La grille monte d'un cran

Plus précisément, le ministre Flaherty abaisse l'impôt de tous les Canadiens en rehaussant la grille d'imposition de 7,5% par rapport à 2008. Mais il était déjà prévu que la grille serait indexée à l'inflation de 2,5% en 2009, indique M. Leblanc. «Le vrai cadeau du budget, c'est 5%», dit-il.

Ainsi, le montant personnel de base, c'est-à-dire le revenu que les Canadiens peuvent gagner sans payer aucun impôt fédéral, grimpera de 9600$ en 2008 (10 100$ en 2009 avant le budget) à 10 300$ en 2009.

Au-dessus de cette barre, les contribuables paieront 15% d'impôt jusqu'à un revenu de 40 726$, au lieu de 37 885$ en 2008 (38 832$ prévu en 2009 avant le budget).

Passé ce seuil, les contribuables verseront 22% au fisc, jusqu'à un niveau de 81 452$, au lieu de 75 769$ en 2008. Au-dessus de ce niveau, les contribuables paieront le taux maximal qui s'élève à 26%.

Ce lifting de la grille d'imposition se traduira par des économies d'impôt de 470 millions en 2008-2009, et de 1,9 milliard l'année suivante.

Les changements sont applicables rétroactivement au 1er janvier 2009. Mais dans la pratique, il faudra attendre que l'Agence du revenu révise ses tables de retenues d'impôt, au printemps. Ainsi, les travailleurs auront un peu plus d'argent sur leur paie à partir de l'été prochain.

Familles, aînés, pauvres

En outre, le ministre Flaherty tend plus spécifiquement la main aux familles, aux aînés et aux bénéficiaires de l'aide sociale.

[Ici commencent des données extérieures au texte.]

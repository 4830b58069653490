use serde::{Deserialize, Serialize};
use std::collections::HashMap;

/// 頁面狀態模型。控制器只改動這個結構，呈現層再把它投影到實際畫面。
#[derive(Debug, Clone, Default, PartialEq, Serialize, Deserialize)]
pub struct Page {
    /// 目前網址，可以是完整 URL 或只有路徑
    pub location: String,
    pub has_hamburger: bool,
    pub nav_menu: Option<NavMenu>,
    pub dropdowns: Vec<Dropdown>,
    pub faq_items: Vec<FaqItem>,
    pub contact_form: Option<ContactForm>,
    pub filters: FilterControls,
    pub listings: Vec<ListingCard>,
    pub contact_buttons: Vec<ContactButton>,
    pub anchors: Vec<AnchorLink>,
    pub element_ids: Vec<String>,
    pub reveal_targets: Vec<RevealTarget>,
    pub head_styles: Vec<String>,
}

impl Page {
    pub fn new(location: impl Into<String>) -> Self {
        Self {
            location: location.into(),
            ..Default::default()
        }
    }

    pub fn has_element_id(&self, id: &str) -> bool {
        self.element_ids.iter().any(|existing| existing == id)
    }
}

#[derive(Debug, Clone, Default, PartialEq, Serialize, Deserialize)]
pub struct NavMenu {
    pub links: Vec<NavLink>,
    /// 行動版選單是否展開 (`.nav-menu.active`)
    pub open: bool,
}

#[derive(Debug, Clone, PartialEq, Serialize, Deserialize)]
pub struct NavLink {
    pub href: Option<String>,
    pub label: String,
    pub active: bool,
}

impl NavLink {
    pub fn new(href: impl Into<String>, label: impl Into<String>) -> Self {
        Self {
            href: Some(href.into()),
            label: label.into(),
            active: false,
        }
    }
}

#[derive(Debug, Clone, PartialEq, Serialize, Deserialize)]
pub struct Dropdown {
    pub label: String,
    /// 沒有 `.dropdown-menu` 的容器不綁定事件
    pub has_menu: bool,
}

#[derive(Debug, Clone, Copy, PartialEq, Eq, Serialize, Deserialize)]
#[serde(rename_all = "lowercase")]
pub enum MenuVisibility {
    Shown,
    Hidden,
}

impl MenuVisibility {
    pub fn display(&self) -> &'static str {
        match self {
            MenuVisibility::Shown => "flex",
            MenuVisibility::Hidden => "none",
        }
    }

    pub fn opacity(&self) -> &'static str {
        match self {
            MenuVisibility::Shown => "1",
            MenuVisibility::Hidden => "0",
        }
    }

    pub fn visibility(&self) -> &'static str {
        match self {
            MenuVisibility::Shown => "visible",
            MenuVisibility::Hidden => "hidden",
        }
    }
}

#[derive(Debug, Clone, PartialEq, Serialize, Deserialize)]
pub struct FaqItem {
    pub question: Option<String>,
    pub open: bool,
}

impl FaqItem {
    pub fn new(question: impl Into<String>) -> Self {
        Self {
            question: Some(question.into()),
            open: false,
        }
    }
}

#[derive(Debug, Clone, PartialEq, Serialize, Deserialize)]
pub struct FormField {
    pub name: String,
    pub value: String,
    /// reset 時還原的值
    pub initial: String,
}

#[derive(Debug, Clone, Default, PartialEq, Serialize, Deserialize)]
pub struct ContactForm {
    pub fields: Vec<FormField>,
}

impl ContactForm {
    pub fn with_fields<'a>(names: impl IntoIterator<Item = &'a str>) -> Self {
        Self {
            fields: names
                .into_iter()
                .map(|name| FormField {
                    name: name.to_string(),
                    value: String::new(),
                    initial: String::new(),
                })
                .collect(),
        }
    }

    /// 依欄位名稱取值，同名欄位以最後一個為準
    pub fn values(&self) -> HashMap<String, String> {
        self.fields
            .iter()
            .map(|field| (field.name.clone(), field.value.clone()))
            .collect()
    }

    pub fn set(&mut self, name: &str, value: impl Into<String>) -> bool {
        match self.fields.iter_mut().rev().find(|field| field.name == name) {
            Some(field) => {
                field.value = value.into();
                true
            }
            None => false,
        }
    }

    pub fn reset(&mut self) {
        for field in &mut self.fields {
            field.value = field.initial.clone();
        }
    }
}

#[derive(Debug, Clone, Copy, PartialEq, Eq, Serialize, Deserialize)]
#[serde(rename_all = "kebab-case")]
pub enum FilterControl {
    Location,
    MinPrice,
    MaxPrice,
}

/// 篩選控制項的目前值。`None` 表示頁面上沒有該控制項。
#[derive(Debug, Clone, Default, PartialEq, Serialize, Deserialize)]
pub struct FilterControls {
    /// `.filter-group` 內是否有 input/select 可綁定 change 事件
    pub bound: bool,
    pub location: Option<String>,
    pub min_price: Option<String>,
    pub max_price: Option<String>,
}

impl FilterControls {
    pub fn control_mut(&mut self, control: FilterControl) -> &mut Option<String> {
        match control {
            FilterControl::Location => &mut self.location,
            FilterControl::MinPrice => &mut self.min_price,
            FilterControl::MaxPrice => &mut self.max_price,
        }
    }
}

#[derive(Debug, Clone, PartialEq, Serialize, Deserialize)]
pub struct ListingCard {
    pub title: String,
    /// `data-location`
    pub location: Option<String>,
    /// `data-price`，原始字串
    pub price: Option<String>,
    pub visible: bool,
}

impl ListingCard {
    pub fn new(title: impl Into<String>, location: &str, price: &str) -> Self {
        Self {
            title: title.into(),
            location: Some(location.to_string()),
            price: Some(price.to_string()),
            visible: true,
        }
    }

    pub fn display(&self) -> &'static str {
        if self.visible {
            "block"
        } else {
            "none"
        }
    }
}

#[derive(Debug, Clone, PartialEq, Serialize, Deserialize)]
#[serde(tag = "type", rename_all = "lowercase")]
pub enum ContactAction {
    /// `data-whatsapp` + optional `data-message`
    WhatsApp {
        phone: String,
        message: Option<String>,
    },
    /// `data-call`
    Call { phone: String },
}

#[derive(Debug, Clone, PartialEq, Serialize, Deserialize)]
pub struct ContactButton {
    pub label: String,
    /// 同一元素可同時有 WhatsApp 與撥號，點擊時依序執行
    pub actions: Vec<ContactAction>,
}

#[derive(Debug, Clone, PartialEq, Serialize, Deserialize)]
pub struct AnchorLink {
    pub href: String,
}

#[derive(Debug, Clone, Copy, PartialEq, Eq, Serialize, Deserialize)]
#[serde(rename_all = "lowercase")]
pub enum CardKind {
    Service,
    Testimonial,
    Blog,
    Listing,
}

impl CardKind {
    pub const ALL: [CardKind; 4] = [
        CardKind::Service,
        CardKind::Testimonial,
        CardKind::Blog,
        CardKind::Listing,
    ];

    pub fn class_name(&self) -> &'static str {
        match self {
            CardKind::Service => "service-card",
            CardKind::Testimonial => "testimonial-card",
            CardKind::Blog => "blog-card",
            CardKind::Listing => "listing-card",
        }
    }
}

#[derive(Debug, Clone, Default, PartialEq, Serialize, Deserialize)]
pub struct InlineStyle {
    pub opacity: Option<String>,
    pub transform: Option<String>,
    pub transition: Option<String>,
}

#[derive(Debug, Clone, PartialEq, Serialize, Deserialize)]
pub struct RevealTarget {
    pub kind: CardKind,
    pub style: InlineStyle,
    pub revealed: bool,
}

impl RevealTarget {
    pub fn new(kind: CardKind) -> Self {
        Self {
            kind,
            style: InlineStyle::default(),
            revealed: false,
        }
    }
}

/// 對應 IntersectionObserver 回呼中的單一 entry
#[derive(Debug, Clone, Copy, PartialEq, Serialize, Deserialize)]
pub struct IntersectionEntry {
    /// `Page::reveal_targets` 的索引
    pub target: usize,
    pub intersection_ratio: f64,
}

#[derive(Debug, Clone, Copy, PartialEq, Eq, Serialize, Deserialize)]
#[serde(rename_all = "lowercase")]
pub enum ToastKind {
    Success,
    Error,
}

impl ToastKind {
    pub fn as_str(&self) -> &'static str {
        match self {
            ToastKind::Success => "success",
            ToastKind::Error => "error",
        }
    }

    pub fn background(&self) -> &'static str {
        match self {
            ToastKind::Success => "#4CAF50",
            ToastKind::Error => "#f44336",
        }
    }
}

#[derive(Debug, Clone, Copy, PartialEq, Eq, Serialize, Deserialize)]
#[serde(rename_all = "lowercase")]
pub enum ToastPhase {
    Showing,
    Leaving,
}

#[derive(Debug, Clone, PartialEq, Eq, Serialize, Deserialize)]
pub struct Toast {
    pub id: u64,
    pub kind: ToastKind,
    pub message: String,
    pub phase: ToastPhase,
}

impl Toast {
    pub fn class_name(&self) -> String {
        format!("message {}", self.kind.as_str())
    }

    pub fn inline_style(&self) -> String {
        let animation = match self.phase {
            ToastPhase::Showing => "slideIn 0.3s ease",
            ToastPhase::Leaving => "slideOut 0.3s ease",
        };
        format!(
            "position: fixed; top: 20px; right: 20px; padding: 1rem 1.5rem; border-radius: 4px; \
             background-color: {}; color: white; z-index: 10000; animation: {};",
            self.kind.background(),
            animation
        )
    }
}

/// 送往表單 webhook 的內容
#[derive(Debug, Clone, PartialEq, Serialize, Deserialize)]
pub struct ContactPayload {
    pub name: String,
    pub email: String,
    pub phone: String,
    pub service: String,
    pub message: String,
    pub timestamp: String,
}

#[derive(Debug, Clone, PartialEq, Eq, Serialize, Deserialize)]
#[serde(tag = "kind", rename_all = "snake_case")]
pub enum NavigationRequest {
    /// `window.open(url, '_blank')`
    OpenNewContext { url: String },
    /// `window.location.href = url`
    Assign { url: String },
    ScrollIntoView { target_id: String, smooth: bool },
}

D'abord, le budget restaure l'architecture de la Prestation fiscale canadienne pour enfants (PFCE), pour qu'elle s'imbrique dans la nouvelle grille d'imposition. Globalement, les parents y gagneront 230 millions.

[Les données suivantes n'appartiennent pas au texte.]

use crate::domain::model::{NavMenu, Page};
use url::Url;

/// 取出目前網址的最後一段路徑，空字串時回傳預設頁面
pub fn current_page(location: &str, default_page: &str) -> String {
    let parsed = Url::parse(location)
        .or_else(|_| Url::parse("http://localhost/").and_then(|base| base.join(location)));

    let segment = match parsed {
        Ok(url) => url
            .path_segments()
            .and_then(|mut segments| segments.next_back().map(str::to_string))
            .unwrap_or_default(),
        Err(e) => {
            tracing::debug!("Unparseable location '{}': {}", location, e);
            location.rsplit('/').next().unwrap_or_default().to_string()
        }
    };

    if segment.is_empty() {
        default_page.to_string()
    } else {
        segment
    }
}

/// 重新標記 active 連結，回傳第一個被標記的索引
pub fn set_active_nav(menu: &mut NavMenu, location: &str, default_page: &str) -> Option<usize> {
    let page = current_page(location, default_page);
    let mut first_active = None;

    for (index, link) in menu.links.iter_mut().enumerate() {
        link.active = link.href.as_deref() == Some(page.as_str());
        if link.active && first_active.is_none() {
            first_active = Some(index);
        }
    }

    tracing::debug!("Active nav for '{}': {:?}", page, first_active);
    first_active
}

/// 漢堡按鈕：切換選單展開狀態。缺少任何一個元素時不動作。
pub fn toggle_menu(page: &mut Page) -> bool {
    if !page.has_hamburger {
        return false;
    }
    match page.nav_menu.as_mut() {
        Some(menu) => {
            menu.open = !menu.open;
            true
        }
        None => false,
    }
}

/// 點擊導覽連結：收起選單並重新計算 active
pub fn follow_nav_link(page: &mut Page, index: usize, default_page: &str) -> bool {
    let location = page.location.clone();
    let Some(menu) = page.nav_menu.as_mut() else {
        return false;
    };
    if index >= menu.links.len() {
        return false;
    }

    menu.open = false;
    set_active_nav(menu, &location, default_page);
    true
}
pub mod adapters;
pub mod config;
pub mod core;
pub mod domain;
pub mod utils;

#[cfg(feature = "cli")]
pub use config::CliConfig;

pub use adapters::markup::load_page;
pub use adapters::navigator::{LoggingNavigator, RecordingNavigator};
pub use adapters::webhook::{submitter_from_config, SkippedSubmitter, WebhookSubmitter};
pub use config::BehaviorConfig;
pub use core::controller::{EventOutcome, PageController, PageEvent, PageSnapshot};
pub use utils::error::{Result, SiteError};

Présentement, les familles ont droit à 1307$ par enfant. Mais cette somme diminue lorsque les revenus du ménage excèdent 37 885$. Désormais, cette limite sera repoussée à 40 725$, exactement au même point que le premier palier d'imposition.

Pour une famille de deux enfants, qui compte sur deux revenus totalisant 50 000$, les gains s'élèvent à 74$.

En plus de la PFCE, les familles à faibles revenus reçoivent un supplément qui atteint jusqu'à 2025$ pour le premier enfant.

Mais cette somme diminue graduellement et disparaît lorsque les revenus du ménage dépassent 37 885$. Ce seuil sera aussi repoussé à 40 725$.

Pour une mère de famille seule qui gagne 30 000$, avec un enfant, cela se traduit par un gain de 225$.

Par ailleurs, les conservateurs donnent aussi un peu d'air aux aînés. Le crédit en fonction de l'âge grimpera de 1000$, pour atteindre 6408$ en 2009. Calculé au taux de 15%, la valeur du crédit s'établit donc à 125$, en tenant compte de l'abattement. Grâce à cette majoration, quelque 2,2 millions d'aînés économiseront 80 millions en 2008-2009 et 325 millions l'année suivante.

Finalement, Ottawa bonifiera la Prestation fiscale pour le revenu de travail. Ce programme, lancé en 2007, vise à aplanir les obstacles financiers qui découragent les bénéficiaires de l'aide sociale à réintégrer le marché du travail. Près d'un million de Canadiens s'en sont prévalus.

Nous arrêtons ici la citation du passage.